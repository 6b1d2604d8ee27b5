// Copyright 2020 Yevhenii Reizner
//
// Use of this source code is governed by a BSD-style license that can be
// found in the LICENSE file.

// This module was written from scratch, therefore there is no Google copyright.

// f32x8, i32x8 and u32x8 are either a single AVX register or two 128-bit
// halves. This way we still can use SSE2/Neon on targets without AVX.
//
// We don't use #[inline] that much in this module.
// The compiler will inline most of the methods automatically.
// The only exception is u16x16, were we have to force inlining,
// otherwise the performance will be horrible.

#![allow(non_camel_case_types)]

use core::fmt::Debug;
use core::ops::{Add, AddAssign, BitAnd, BitOr, BitXor, Div, Mul, MulAssign, Neg, Not, Sub, SubAssign};

mod f32x16_t;
mod f32x4_t;
mod f32x8_t;
mod i32x4_t;
mod i32x8_t;
mod u16x16_t;
mod u32x4_t;
mod u32x8_t;

pub use f32x16_t::f32x16;
pub use f32x4_t::f32x4;
pub use f32x8_t::f32x8;
pub use i32x4_t::i32x4;
pub use i32x8_t::i32x8;
pub use u16x16_t::u16x16;
pub use u32x4_t::u32x4;
pub use u32x8_t::u32x8;

/// A float vector the highp stages are generic over.
///
/// Every method is branch-free: comparisons produce all-ones/all-zeros lane
/// masks and `blend` selects between two fully computed values.
pub trait F32Lanes:
    Copy
    + Default
    + Debug
    + PartialEq
    + Add<Output = Self>
    + Sub<Output = Self>
    + Mul<Output = Self>
    + Div<Output = Self>
    + BitAnd<Output = Self>
    + BitOr<Output = Self>
    + BitXor<Output = Self>
    + Not<Output = Self>
    + Neg<Output = Self>
    + AddAssign
    + SubAssign
    + MulAssign
{
    /// Number of pixels processed per chunk.
    const LEN: usize;

    type Array: Copy + Default + AsRef<[f32]> + AsMut<[f32]>;
    type I32: I32Lanes<F32 = Self, U32 = Self::U32>;
    type U32: U32Lanes<F32 = Self, I32 = Self::I32>;

    fn splat(n: f32) -> Self;
    fn from_array(v: Self::Array) -> Self;
    fn to_array(self) -> Self::Array;

    fn floor(self) -> Self;
    fn fract(self) -> Self;
    fn normalize(self) -> Self;
    fn abs(self) -> Self;
    fn min(self, rhs: Self) -> Self;
    fn max(self, rhs: Self) -> Self;
    fn sqrt(self) -> Self;
    fn recip_fast(self) -> Self;
    fn recip_sqrt(self) -> Self;

    fn cmp_eq(self, rhs: Self) -> Self;
    fn cmp_ne(self, rhs: Self) -> Self;
    fn cmp_ge(self, rhs: Self) -> Self;
    fn cmp_gt(self, rhs: Self) -> Self;
    fn cmp_le(self, rhs: Self) -> Self;
    fn cmp_lt(self, rhs: Self) -> Self;
    fn blend(self, t: Self, f: Self) -> Self;

    fn trunc_int(self) -> Self::I32;
    fn to_i32_bitcast(self) -> Self::I32;
    fn to_u32_bitcast(self) -> Self::U32;
}

pub trait I32Lanes:
    Copy
    + Default
    + Debug
    + PartialEq
    + Add<Output = Self>
    + Sub<Output = Self>
    + Mul<Output = Self>
    + BitAnd<Output = Self>
    + BitOr<Output = Self>
    + BitXor<Output = Self>
    + Not<Output = Self>
{
    type Array: Copy + Default + AsRef<[i32]> + AsMut<[i32]>;
    type F32;
    type U32;

    fn splat(n: i32) -> Self;
    fn to_array(self) -> Self::Array;

    fn cmp_lt(self, rhs: Self) -> Self;
    fn blend(self, t: Self, f: Self) -> Self;
    fn min(self, rhs: Self) -> Self;
    fn max(self, rhs: Self) -> Self;
    fn shl(self, n: u32) -> Self;
    fn shr(self, n: u32) -> Self;

    fn to_f32(self) -> Self::F32;
    fn to_f32_bitcast(self) -> Self::F32;
    fn to_u32_bitcast(self) -> Self::U32;
}

pub trait U32Lanes:
    Copy
    + Default
    + Debug
    + PartialEq
    + Add<Output = Self>
    + Sub<Output = Self>
    + BitAnd<Output = Self>
    + BitOr<Output = Self>
    + BitXor<Output = Self>
    + Not<Output = Self>
{
    type Array: Copy + Default + AsRef<[u32]> + AsMut<[u32]>;
    type F32;
    type I32;

    fn splat(n: u32) -> Self;
    fn from_array(v: Self::Array) -> Self;
    fn to_array(self) -> Self::Array;

    fn shl(self, n: u32) -> Self;
    fn shr(self, n: u32) -> Self;

    fn to_f32_bitcast(self) -> Self::F32;
    fn to_i32_bitcast(self) -> Self::I32;
}

macro_rules! impl_lanes {
    ($len:literal, $f:ident, $i:ident, $u:ident, $f_to_i:ident, $f_to_u:ident,
     $i_to_f:ident, $i_to_fb:ident, $i_to_ub:ident, $u_to_fb:ident, $u_to_ib:ident) => {
        impl F32Lanes for $f {
            const LEN: usize = $len;

            type Array = [f32; $len];
            type I32 = $i;
            type U32 = $u;

            #[inline(always)]
            fn splat(n: f32) -> Self {
                $f::splat(n)
            }

            #[inline(always)]
            fn from_array(v: Self::Array) -> Self {
                $f::from(v)
            }

            #[inline(always)]
            fn to_array(self) -> Self::Array {
                self.into()
            }

            #[inline(always)]
            fn floor(self) -> Self {
                $f::floor(self)
            }

            #[inline(always)]
            fn fract(self) -> Self {
                $f::fract(self)
            }

            #[inline(always)]
            fn normalize(self) -> Self {
                $f::normalize(self)
            }

            #[inline(always)]
            fn abs(self) -> Self {
                $f::abs(self)
            }

            #[inline(always)]
            fn min(self, rhs: Self) -> Self {
                $f::min(self, rhs)
            }

            #[inline(always)]
            fn max(self, rhs: Self) -> Self {
                $f::max(self, rhs)
            }

            #[inline(always)]
            fn sqrt(self) -> Self {
                $f::sqrt(self)
            }

            #[inline(always)]
            fn recip_fast(self) -> Self {
                $f::recip_fast(self)
            }

            #[inline(always)]
            fn recip_sqrt(self) -> Self {
                $f::recip_sqrt(self)
            }

            #[inline(always)]
            fn cmp_eq(self, rhs: Self) -> Self {
                $f::cmp_eq(self, rhs)
            }

            #[inline(always)]
            fn cmp_ne(self, rhs: Self) -> Self {
                $f::cmp_ne(self, rhs)
            }

            #[inline(always)]
            fn cmp_ge(self, rhs: Self) -> Self {
                $f::cmp_ge(self, rhs)
            }

            #[inline(always)]
            fn cmp_gt(self, rhs: Self) -> Self {
                $f::cmp_gt(self, rhs)
            }

            #[inline(always)]
            fn cmp_le(self, rhs: Self) -> Self {
                $f::cmp_le(self, rhs)
            }

            #[inline(always)]
            fn cmp_lt(self, rhs: Self) -> Self {
                $f::cmp_lt(self, rhs)
            }

            #[inline(always)]
            fn blend(self, t: Self, f: Self) -> Self {
                $f::blend(self, t, f)
            }

            #[inline(always)]
            fn trunc_int(self) -> Self::I32 {
                $f::trunc_int(self)
            }

            #[inline(always)]
            fn to_i32_bitcast(self) -> Self::I32 {
                $f::$f_to_i(self)
            }

            #[inline(always)]
            fn to_u32_bitcast(self) -> Self::U32 {
                $f::$f_to_u(self)
            }
        }

        impl I32Lanes for $i {
            type Array = [i32; $len];
            type F32 = $f;
            type U32 = $u;

            #[inline(always)]
            fn splat(n: i32) -> Self {
                $i::splat(n)
            }

            #[inline(always)]
            fn to_array(self) -> Self::Array {
                self.into()
            }

            #[inline(always)]
            fn cmp_lt(self, rhs: Self) -> Self {
                $i::cmp_lt(self, rhs)
            }

            #[inline(always)]
            fn blend(self, t: Self, f: Self) -> Self {
                $i::blend(self, t, f)
            }

            #[inline(always)]
            fn min(self, rhs: Self) -> Self {
                $i::min(self, rhs)
            }

            #[inline(always)]
            fn max(self, rhs: Self) -> Self {
                $i::max(self, rhs)
            }

            #[inline(always)]
            fn shl(self, n: u32) -> Self {
                $i::shl(self, n)
            }

            #[inline(always)]
            fn shr(self, n: u32) -> Self {
                $i::shr(self, n)
            }

            #[inline(always)]
            fn to_f32(self) -> Self::F32 {
                $i::$i_to_f(self)
            }

            #[inline(always)]
            fn to_f32_bitcast(self) -> Self::F32 {
                $i::$i_to_fb(self)
            }

            #[inline(always)]
            fn to_u32_bitcast(self) -> Self::U32 {
                $i::$i_to_ub(self)
            }
        }

        impl U32Lanes for $u {
            type Array = [u32; $len];
            type F32 = $f;
            type I32 = $i;

            #[inline(always)]
            fn splat(n: u32) -> Self {
                $u::splat(n)
            }

            #[inline(always)]
            fn from_array(v: Self::Array) -> Self {
                $u::from(v)
            }

            #[inline(always)]
            fn to_array(self) -> Self::Array {
                self.into()
            }

            #[inline(always)]
            fn shl(self, n: u32) -> Self {
                $u::shl(self, n)
            }

            #[inline(always)]
            fn shr(self, n: u32) -> Self {
                $u::shr(self, n)
            }

            #[inline(always)]
            fn to_f32_bitcast(self) -> Self::F32 {
                $u::$u_to_fb(self)
            }

            #[inline(always)]
            fn to_i32_bitcast(self) -> Self::I32 {
                $u::$u_to_ib(self)
            }
        }
    };
}

impl_lanes!(
    4, f32x4, i32x4, u32x4, to_i32x4_bitcast, to_u32x4_bitcast,
    to_f32x4, to_f32x4_bitcast, to_u32x4_bitcast, to_f32x4_bitcast, to_i32x4_bitcast
);
impl_lanes!(
    8, f32x8, i32x8, u32x8, to_i32x8_bitcast, to_u32x8_bitcast,
    to_f32x8, to_f32x8_bitcast, to_u32x8_bitcast, to_f32x8_bitcast, to_i32x8_bitcast
);

#[allow(dead_code)]
#[inline]
pub fn generic_bit_blend<T>(mask: T, y: T, n: T) -> T
where
    T: Copy + BitXor<Output = T> + BitAnd<Output = T>,
{
    n ^ ((n ^ y) & mask)
}

/// Converts lanes holding unsigned 32-bit values to floats.
#[inline]
pub fn u32_to_f32<F: F32Lanes>(v: F::U32) -> F {
    // There is no unsigned conversion on SSE2, so split off the low bit.
    let hi: F = v.shr(1).to_i32_bitcast().to_f32();
    let lo: F = (v & F::U32::splat(1)).to_i32_bitcast().to_f32();
    hi * F::splat(2.0) + lo
}

#[inline]
pub fn approx_log2<F: F32Lanes>(x: F) -> F {
    // e - 127 is a fair approximation of log2(x) in its own right,
    // but using the mantissa to refine its error is much better.
    let bits = x.to_u32_bitcast();
    let e: F = u32_to_f32::<F>(bits) * F::splat(1.0 / (1 << 23) as f32);
    let m: F = ((bits & F::U32::splat(0x007fffff)) | F::U32::splat(0x3f000000)).to_f32_bitcast();
    e - F::splat(124.225514990)
        - F::splat(1.498030302) * m
        - F::splat(1.725879990) / (F::splat(0.3520887068) + m)
}

#[inline]
pub fn approx_pow2<F: F32Lanes>(x: F) -> F {
    let f = x.fract();
    let v = x + F::splat(121.274057500) - F::splat(1.490129070) * f
        + F::splat(27.728023300) / (F::splat(4.84252568) - f);
    (v * F::splat((1 << 23) as f32) + F::splat(0.5)).trunc_int().to_f32_bitcast()
}

#[inline]
pub fn approx_powf<F: F32Lanes>(x: F, y: F) -> F {
    x.cmp_eq(F::default())
        .blend(F::default(), approx_pow2(approx_log2(x) * y))
}

#[cfg(test)]
mod tests {
    use super::*;

    #[test]
    fn unsigned_conversion() {
        let v = u32x4::from([0, 1, 0x8000_0001, u32::MAX]);
        let f: [f32; 4] = u32_to_f32::<f32x4>(v).into();
        assert_eq!(f, [0.0, 1.0, 2147483649.0, 4294967295.0]);
    }

    #[test]
    fn powf_is_close() {
        let x = f32x4::from([0.0, 0.25, 0.5, 1.0]);
        let v: [f32; 4] = approx_powf(x, f32x4::splat(2.2)).into();
        assert_eq!(v[0], 0.0);
        assert!((v[1] - 0.25f32.powf(2.2)).abs() < 1e-3);
        assert!((v[2] - 0.5f32.powf(2.2)).abs() < 1e-3);
        assert!((v[3] - 1.0).abs() < 1e-3);
    }

    #[test]
    fn lanes_are_consistent() {
        let a: [f32; 8] = [-2.5, -1.0, -0.5, 0.0, 0.5, 1.0, 1.5, 300.7];
        let v8 = <f32x8 as F32Lanes>::from_array(a).floor().to_array();
        let lo = <f32x4 as F32Lanes>::from_array([a[0], a[1], a[2], a[3]]).floor().to_array();
        let hi = <f32x4 as F32Lanes>::from_array([a[4], a[5], a[6], a[7]]).floor().to_array();
        assert_eq!(&v8[..4], &lo[..]);
        assert_eq!(&v8[4..], &hi[..]);
        assert_eq!(v8, [-3.0, -1.0, -1.0, 0.0, 0.0, 1.0, 1.0, 300.0]);
    }

    fn clamp_ints<I: I32Lanes>(v: I, lo: i32, hi: i32) -> I {
        v.max(I::splat(lo)).min(I::splat(hi))
    }

    #[test]
    fn int_lanes_are_consistent() {
        let a: [f32; 8] = [-7.0, -1.0, 0.0, 2.0, 3.0, 9.0, 40.0, -300.0];
        let v8 = clamp_ints(<f32x8 as F32Lanes>::from_array(a).trunc_int(), 0, 8).to_array();
        let lo = clamp_ints(<f32x4 as F32Lanes>::from_array([a[0], a[1], a[2], a[3]]).trunc_int(), 0, 8);
        let hi = clamp_ints(<f32x4 as F32Lanes>::from_array([a[4], a[5], a[6], a[7]]).trunc_int(), 0, 8);
        assert_eq!(&v8[..4], &lo.to_array()[..]);
        assert_eq!(&v8[4..], &hi.to_array()[..]);
        assert_eq!(v8, [0, 0, 0, 2, 3, 8, 8, 0]);
    }
}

THE PROBLEM
What you give back must match the material exactly, beginning with its first line and ending with the line holding "or two 128-bit".

WRITTEN RESPONSE
repository 6b1d2604d8ee27b5
// Copyright 2020 Yevhenii Reizner
//
// Use of this source code is governed by a BSD-style license that can be
// found in the LICENSE file.

// This module was written from scratch, therefore there is no Google copyright.

// f32x8, i32x8 and u32x8 are either a single AVX register or two 128-bit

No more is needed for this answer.